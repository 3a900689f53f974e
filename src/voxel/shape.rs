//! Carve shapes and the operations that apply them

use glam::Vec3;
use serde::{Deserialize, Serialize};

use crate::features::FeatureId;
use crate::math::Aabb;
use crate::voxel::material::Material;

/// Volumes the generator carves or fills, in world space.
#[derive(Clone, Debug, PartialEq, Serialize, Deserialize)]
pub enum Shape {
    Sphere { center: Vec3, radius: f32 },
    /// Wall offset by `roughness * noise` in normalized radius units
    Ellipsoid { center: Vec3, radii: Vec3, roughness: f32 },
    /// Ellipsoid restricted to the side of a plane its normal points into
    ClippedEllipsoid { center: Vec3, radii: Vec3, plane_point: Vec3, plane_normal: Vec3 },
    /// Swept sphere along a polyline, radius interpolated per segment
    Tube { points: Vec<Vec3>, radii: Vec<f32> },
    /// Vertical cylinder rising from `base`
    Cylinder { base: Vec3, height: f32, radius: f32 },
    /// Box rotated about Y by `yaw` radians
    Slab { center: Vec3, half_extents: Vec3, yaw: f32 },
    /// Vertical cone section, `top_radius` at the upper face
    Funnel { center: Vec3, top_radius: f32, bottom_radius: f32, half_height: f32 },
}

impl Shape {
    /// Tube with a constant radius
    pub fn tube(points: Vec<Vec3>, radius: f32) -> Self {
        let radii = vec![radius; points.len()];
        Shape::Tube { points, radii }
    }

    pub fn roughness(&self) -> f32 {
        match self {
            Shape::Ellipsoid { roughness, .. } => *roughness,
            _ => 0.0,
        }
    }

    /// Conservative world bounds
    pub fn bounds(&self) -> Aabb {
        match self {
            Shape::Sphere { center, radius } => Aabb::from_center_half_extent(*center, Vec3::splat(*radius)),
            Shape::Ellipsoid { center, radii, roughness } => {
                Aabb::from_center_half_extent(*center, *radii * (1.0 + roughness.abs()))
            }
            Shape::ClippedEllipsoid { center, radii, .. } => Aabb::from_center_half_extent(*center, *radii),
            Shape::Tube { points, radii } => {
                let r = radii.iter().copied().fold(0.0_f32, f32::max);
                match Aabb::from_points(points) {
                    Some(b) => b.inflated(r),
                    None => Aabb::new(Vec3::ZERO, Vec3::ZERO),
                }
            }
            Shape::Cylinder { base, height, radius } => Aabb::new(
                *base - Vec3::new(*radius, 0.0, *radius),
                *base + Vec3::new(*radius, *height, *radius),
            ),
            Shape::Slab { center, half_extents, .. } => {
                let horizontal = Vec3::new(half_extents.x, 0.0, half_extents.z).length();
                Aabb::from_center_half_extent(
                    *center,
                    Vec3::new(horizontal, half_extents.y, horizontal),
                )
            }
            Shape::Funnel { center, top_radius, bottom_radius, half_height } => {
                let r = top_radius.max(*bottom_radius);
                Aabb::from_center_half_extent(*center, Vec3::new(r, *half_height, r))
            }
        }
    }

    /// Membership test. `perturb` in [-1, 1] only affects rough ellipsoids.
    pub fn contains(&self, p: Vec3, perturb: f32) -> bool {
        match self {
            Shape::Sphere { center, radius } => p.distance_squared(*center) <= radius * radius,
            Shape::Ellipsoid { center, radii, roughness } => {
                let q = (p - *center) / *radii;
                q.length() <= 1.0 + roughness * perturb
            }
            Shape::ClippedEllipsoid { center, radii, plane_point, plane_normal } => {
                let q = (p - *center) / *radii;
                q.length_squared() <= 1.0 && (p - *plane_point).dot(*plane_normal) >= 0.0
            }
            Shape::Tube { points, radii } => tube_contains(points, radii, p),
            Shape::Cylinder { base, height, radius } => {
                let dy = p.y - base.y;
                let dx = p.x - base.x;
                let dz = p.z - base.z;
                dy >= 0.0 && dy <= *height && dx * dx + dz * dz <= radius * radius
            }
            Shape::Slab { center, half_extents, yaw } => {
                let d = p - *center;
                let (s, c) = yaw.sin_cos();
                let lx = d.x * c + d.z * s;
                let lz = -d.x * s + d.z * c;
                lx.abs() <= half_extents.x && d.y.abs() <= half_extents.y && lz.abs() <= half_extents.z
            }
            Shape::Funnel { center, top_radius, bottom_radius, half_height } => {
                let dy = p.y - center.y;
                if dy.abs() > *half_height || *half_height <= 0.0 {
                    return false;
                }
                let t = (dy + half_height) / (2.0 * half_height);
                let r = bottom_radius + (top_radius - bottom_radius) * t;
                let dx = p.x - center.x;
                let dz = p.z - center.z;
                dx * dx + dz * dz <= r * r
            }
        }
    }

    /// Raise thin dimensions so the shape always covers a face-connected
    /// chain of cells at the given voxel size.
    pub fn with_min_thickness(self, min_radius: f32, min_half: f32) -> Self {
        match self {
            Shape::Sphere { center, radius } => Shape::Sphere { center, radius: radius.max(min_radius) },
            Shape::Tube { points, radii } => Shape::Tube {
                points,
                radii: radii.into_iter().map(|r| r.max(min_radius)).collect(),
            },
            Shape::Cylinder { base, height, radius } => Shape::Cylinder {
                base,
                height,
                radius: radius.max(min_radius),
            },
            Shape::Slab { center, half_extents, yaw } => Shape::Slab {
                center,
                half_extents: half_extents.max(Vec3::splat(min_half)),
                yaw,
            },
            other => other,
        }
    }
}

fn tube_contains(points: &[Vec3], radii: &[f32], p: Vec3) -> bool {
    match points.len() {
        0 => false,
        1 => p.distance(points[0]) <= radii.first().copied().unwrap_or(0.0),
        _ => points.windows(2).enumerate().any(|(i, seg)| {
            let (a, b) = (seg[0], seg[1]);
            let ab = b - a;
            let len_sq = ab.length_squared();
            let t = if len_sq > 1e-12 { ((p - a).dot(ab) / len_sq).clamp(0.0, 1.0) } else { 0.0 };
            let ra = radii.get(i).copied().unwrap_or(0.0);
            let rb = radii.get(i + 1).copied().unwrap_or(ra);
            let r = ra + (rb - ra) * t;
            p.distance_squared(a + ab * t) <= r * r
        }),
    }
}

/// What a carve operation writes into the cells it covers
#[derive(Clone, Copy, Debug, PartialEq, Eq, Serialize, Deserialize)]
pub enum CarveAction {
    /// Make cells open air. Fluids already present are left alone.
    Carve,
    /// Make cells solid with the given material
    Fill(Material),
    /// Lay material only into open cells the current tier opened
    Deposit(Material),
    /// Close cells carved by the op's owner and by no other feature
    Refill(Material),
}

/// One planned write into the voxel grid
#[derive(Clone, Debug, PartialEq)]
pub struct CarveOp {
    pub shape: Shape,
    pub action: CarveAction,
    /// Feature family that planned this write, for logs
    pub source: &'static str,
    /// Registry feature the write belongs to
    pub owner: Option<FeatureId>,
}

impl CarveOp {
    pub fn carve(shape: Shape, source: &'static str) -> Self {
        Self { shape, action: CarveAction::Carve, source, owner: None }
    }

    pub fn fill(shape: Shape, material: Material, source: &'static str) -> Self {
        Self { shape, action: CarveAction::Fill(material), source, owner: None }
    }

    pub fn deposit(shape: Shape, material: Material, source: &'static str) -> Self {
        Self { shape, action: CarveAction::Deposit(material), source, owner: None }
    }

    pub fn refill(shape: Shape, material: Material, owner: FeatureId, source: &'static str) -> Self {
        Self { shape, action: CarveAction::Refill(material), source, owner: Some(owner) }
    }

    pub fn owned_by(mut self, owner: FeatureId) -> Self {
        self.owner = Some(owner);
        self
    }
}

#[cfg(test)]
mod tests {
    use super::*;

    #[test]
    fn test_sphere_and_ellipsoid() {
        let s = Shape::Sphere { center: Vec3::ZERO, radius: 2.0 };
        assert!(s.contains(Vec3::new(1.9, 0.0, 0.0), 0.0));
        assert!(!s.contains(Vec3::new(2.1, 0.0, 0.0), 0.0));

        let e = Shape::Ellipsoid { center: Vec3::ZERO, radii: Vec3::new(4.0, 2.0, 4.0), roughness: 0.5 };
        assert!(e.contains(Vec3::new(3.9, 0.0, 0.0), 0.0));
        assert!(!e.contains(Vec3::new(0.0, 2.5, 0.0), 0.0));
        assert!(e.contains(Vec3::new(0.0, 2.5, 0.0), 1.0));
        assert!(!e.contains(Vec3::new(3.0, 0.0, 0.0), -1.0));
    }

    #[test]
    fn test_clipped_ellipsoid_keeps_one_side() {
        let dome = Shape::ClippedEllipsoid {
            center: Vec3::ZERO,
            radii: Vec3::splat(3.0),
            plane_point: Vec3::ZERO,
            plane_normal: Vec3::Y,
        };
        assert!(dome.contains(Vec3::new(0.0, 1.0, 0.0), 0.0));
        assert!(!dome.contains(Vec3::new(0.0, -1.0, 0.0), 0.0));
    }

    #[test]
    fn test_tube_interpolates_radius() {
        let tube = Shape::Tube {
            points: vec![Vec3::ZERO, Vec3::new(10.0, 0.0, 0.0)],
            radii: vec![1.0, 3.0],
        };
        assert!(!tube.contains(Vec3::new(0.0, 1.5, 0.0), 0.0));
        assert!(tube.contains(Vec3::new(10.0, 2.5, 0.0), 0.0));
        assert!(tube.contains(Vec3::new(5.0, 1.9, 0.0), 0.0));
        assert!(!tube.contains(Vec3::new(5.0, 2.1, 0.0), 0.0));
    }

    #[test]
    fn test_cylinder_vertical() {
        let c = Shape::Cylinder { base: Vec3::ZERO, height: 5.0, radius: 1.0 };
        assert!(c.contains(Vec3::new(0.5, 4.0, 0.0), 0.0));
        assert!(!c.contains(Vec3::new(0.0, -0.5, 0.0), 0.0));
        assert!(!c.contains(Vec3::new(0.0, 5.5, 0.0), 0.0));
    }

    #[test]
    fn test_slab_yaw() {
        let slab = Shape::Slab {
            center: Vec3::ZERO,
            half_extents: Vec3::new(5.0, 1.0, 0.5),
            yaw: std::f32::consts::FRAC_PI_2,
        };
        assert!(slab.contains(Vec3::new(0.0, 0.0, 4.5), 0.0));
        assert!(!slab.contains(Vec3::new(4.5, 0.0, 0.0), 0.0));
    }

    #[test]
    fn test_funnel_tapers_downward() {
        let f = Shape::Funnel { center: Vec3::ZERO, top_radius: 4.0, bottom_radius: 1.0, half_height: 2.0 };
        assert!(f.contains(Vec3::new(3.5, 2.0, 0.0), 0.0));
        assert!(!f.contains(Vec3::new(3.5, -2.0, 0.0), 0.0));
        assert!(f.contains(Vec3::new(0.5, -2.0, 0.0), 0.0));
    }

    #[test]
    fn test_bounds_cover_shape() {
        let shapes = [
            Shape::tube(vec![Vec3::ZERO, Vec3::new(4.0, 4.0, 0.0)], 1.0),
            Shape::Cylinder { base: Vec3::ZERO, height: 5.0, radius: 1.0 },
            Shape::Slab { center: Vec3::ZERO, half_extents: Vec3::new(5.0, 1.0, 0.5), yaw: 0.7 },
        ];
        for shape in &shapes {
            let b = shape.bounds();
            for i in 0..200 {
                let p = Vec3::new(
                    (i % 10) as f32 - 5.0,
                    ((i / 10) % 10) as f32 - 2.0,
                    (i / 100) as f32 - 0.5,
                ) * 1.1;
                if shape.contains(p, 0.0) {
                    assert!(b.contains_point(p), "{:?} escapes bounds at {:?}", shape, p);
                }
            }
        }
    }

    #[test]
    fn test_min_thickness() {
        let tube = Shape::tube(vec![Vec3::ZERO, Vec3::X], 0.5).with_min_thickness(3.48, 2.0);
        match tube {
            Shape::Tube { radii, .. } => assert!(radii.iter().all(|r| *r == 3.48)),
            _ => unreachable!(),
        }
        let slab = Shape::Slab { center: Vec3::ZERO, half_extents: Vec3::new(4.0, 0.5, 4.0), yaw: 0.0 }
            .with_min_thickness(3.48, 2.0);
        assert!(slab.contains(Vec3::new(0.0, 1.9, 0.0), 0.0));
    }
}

----------------

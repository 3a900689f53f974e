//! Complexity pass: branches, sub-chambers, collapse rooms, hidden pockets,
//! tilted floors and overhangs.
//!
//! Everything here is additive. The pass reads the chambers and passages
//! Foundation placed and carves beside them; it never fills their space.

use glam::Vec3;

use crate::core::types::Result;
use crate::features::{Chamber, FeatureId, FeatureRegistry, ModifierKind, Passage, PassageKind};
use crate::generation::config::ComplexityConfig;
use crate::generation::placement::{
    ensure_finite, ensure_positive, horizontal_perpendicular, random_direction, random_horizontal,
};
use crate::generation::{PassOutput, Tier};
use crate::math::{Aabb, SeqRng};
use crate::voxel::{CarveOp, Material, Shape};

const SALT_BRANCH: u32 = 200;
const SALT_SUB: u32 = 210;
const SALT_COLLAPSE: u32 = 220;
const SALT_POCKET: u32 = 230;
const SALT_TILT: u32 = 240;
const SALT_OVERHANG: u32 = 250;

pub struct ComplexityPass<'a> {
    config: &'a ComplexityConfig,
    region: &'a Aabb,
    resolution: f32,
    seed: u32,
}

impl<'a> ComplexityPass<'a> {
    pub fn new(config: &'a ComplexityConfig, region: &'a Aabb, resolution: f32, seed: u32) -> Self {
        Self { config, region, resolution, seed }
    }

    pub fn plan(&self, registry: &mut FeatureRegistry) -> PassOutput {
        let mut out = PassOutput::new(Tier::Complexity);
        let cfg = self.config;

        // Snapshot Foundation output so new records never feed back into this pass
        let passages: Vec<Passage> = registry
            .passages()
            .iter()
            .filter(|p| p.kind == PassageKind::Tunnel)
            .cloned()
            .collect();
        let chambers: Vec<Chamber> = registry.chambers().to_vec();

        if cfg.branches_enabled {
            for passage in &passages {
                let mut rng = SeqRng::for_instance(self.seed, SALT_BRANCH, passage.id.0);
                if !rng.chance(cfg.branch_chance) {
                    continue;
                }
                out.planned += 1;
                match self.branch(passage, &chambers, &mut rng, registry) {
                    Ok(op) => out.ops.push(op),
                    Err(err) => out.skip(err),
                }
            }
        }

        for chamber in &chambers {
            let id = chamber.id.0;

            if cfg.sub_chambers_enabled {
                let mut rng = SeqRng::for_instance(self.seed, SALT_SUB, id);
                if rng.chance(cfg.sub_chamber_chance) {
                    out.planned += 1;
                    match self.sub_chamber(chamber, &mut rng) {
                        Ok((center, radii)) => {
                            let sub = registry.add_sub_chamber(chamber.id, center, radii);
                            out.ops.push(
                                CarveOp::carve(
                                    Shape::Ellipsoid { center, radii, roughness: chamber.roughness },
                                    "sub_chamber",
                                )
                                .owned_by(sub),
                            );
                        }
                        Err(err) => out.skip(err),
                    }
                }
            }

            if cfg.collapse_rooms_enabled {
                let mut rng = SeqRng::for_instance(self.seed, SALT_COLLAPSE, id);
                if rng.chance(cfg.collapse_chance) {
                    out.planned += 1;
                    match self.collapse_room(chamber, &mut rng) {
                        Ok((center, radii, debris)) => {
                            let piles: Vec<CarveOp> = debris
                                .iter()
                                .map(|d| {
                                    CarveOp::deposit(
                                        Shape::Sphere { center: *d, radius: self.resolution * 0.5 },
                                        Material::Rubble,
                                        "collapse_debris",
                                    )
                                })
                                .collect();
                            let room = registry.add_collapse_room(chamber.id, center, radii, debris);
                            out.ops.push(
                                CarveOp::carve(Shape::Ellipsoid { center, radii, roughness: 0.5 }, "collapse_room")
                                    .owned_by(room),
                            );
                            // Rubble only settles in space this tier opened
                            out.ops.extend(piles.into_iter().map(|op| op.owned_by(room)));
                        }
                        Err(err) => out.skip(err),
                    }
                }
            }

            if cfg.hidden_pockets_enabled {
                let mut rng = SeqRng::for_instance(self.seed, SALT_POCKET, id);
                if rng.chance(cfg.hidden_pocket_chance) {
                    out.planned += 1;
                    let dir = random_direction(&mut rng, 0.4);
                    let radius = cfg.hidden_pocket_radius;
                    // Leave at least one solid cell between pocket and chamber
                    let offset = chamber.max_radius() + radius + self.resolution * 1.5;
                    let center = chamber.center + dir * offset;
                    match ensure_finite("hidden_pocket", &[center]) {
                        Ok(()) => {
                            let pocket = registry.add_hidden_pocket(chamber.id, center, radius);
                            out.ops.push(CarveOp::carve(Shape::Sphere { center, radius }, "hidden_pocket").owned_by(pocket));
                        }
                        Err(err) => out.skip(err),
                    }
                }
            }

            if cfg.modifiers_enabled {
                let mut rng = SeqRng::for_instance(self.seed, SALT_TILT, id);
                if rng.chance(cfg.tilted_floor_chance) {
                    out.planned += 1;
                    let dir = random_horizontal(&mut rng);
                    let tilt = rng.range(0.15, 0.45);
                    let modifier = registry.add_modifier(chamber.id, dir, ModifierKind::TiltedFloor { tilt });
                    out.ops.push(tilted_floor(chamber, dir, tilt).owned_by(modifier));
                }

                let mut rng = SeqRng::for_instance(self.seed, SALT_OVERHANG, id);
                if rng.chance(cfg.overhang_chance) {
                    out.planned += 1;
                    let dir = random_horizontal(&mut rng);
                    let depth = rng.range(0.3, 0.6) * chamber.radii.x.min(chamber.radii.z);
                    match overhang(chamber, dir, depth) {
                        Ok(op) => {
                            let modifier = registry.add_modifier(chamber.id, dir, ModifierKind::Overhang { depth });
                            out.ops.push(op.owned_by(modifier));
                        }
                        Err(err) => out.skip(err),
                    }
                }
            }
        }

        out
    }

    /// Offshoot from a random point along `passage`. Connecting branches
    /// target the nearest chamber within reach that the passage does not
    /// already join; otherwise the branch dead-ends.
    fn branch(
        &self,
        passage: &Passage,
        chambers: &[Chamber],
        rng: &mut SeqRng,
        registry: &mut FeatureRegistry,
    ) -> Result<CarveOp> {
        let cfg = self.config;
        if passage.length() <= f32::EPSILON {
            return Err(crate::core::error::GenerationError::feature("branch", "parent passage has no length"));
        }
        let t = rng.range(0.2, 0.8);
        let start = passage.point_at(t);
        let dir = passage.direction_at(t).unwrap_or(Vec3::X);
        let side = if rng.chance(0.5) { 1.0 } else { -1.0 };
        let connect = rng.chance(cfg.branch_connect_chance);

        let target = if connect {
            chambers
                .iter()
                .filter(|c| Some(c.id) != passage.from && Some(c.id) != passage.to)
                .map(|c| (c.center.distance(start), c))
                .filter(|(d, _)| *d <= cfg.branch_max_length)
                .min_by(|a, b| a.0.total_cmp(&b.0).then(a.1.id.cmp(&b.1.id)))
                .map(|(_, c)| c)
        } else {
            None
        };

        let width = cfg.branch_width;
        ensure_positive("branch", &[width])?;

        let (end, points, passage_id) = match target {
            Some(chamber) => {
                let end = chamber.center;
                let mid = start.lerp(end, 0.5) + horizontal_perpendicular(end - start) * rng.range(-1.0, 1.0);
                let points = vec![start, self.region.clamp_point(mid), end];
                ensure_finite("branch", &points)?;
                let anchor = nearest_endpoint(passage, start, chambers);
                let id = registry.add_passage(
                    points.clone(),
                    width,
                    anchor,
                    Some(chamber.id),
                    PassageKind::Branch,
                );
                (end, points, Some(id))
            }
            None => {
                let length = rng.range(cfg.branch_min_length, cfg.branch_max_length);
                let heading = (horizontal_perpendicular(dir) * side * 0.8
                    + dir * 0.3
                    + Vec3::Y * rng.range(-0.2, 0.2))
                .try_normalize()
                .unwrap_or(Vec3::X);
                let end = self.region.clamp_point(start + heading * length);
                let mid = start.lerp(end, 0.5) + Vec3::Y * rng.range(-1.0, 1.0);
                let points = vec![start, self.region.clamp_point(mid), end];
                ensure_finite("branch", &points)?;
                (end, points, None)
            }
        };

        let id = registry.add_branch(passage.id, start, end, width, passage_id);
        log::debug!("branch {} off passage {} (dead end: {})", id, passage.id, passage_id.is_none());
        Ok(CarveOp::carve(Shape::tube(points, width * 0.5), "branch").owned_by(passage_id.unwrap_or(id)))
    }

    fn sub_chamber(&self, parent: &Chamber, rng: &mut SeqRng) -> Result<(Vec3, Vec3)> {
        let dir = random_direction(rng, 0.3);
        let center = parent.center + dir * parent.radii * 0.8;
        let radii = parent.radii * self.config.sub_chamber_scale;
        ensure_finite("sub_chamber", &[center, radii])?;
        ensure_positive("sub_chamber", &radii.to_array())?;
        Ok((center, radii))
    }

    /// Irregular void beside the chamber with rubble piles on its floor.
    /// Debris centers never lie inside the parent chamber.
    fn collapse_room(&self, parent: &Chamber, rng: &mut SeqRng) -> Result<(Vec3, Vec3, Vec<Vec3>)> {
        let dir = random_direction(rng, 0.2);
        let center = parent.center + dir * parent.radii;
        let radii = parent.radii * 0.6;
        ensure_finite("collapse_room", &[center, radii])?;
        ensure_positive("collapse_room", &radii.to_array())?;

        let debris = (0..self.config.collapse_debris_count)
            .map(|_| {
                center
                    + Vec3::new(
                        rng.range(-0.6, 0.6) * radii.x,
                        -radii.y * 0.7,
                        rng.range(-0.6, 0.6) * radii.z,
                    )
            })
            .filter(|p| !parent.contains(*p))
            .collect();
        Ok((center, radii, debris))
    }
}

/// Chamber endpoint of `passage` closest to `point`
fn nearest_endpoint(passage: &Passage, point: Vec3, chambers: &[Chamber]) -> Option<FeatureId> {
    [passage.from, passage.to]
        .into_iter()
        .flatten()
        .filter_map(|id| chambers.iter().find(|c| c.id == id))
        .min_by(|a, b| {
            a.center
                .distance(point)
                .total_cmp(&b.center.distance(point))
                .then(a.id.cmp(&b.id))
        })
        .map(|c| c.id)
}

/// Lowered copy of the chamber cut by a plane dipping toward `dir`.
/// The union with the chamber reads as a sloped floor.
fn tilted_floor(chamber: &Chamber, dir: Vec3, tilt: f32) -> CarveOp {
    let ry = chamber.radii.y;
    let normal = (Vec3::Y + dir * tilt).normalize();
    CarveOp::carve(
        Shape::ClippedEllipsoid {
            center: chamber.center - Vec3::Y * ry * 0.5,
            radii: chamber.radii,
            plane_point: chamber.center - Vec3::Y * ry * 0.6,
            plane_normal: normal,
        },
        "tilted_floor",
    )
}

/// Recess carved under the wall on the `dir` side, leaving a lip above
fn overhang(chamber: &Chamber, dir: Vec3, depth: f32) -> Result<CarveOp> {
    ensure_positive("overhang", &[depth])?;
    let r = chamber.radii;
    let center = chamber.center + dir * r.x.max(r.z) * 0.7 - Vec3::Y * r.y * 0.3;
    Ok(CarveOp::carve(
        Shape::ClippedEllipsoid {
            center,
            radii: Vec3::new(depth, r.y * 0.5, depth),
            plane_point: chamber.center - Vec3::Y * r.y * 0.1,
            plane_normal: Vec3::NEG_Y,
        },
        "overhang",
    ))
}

----------------

In the entries above, find the line with "match self.branch(passage, &chambers, &mut" and the line with "let id = chamber.id.0;", then restate word for word both of them and every line between, with nothing more.

◆ RESPONSE BELOW ◆
                match self.branch(passage, &chambers, &mut rng, registry) {
                    Ok(op) => out.ops.push(op),
                    Err(err) => out.skip(err),
                }
            }
        }

        for chamber in &chambers {
            let id = chamber.id.0;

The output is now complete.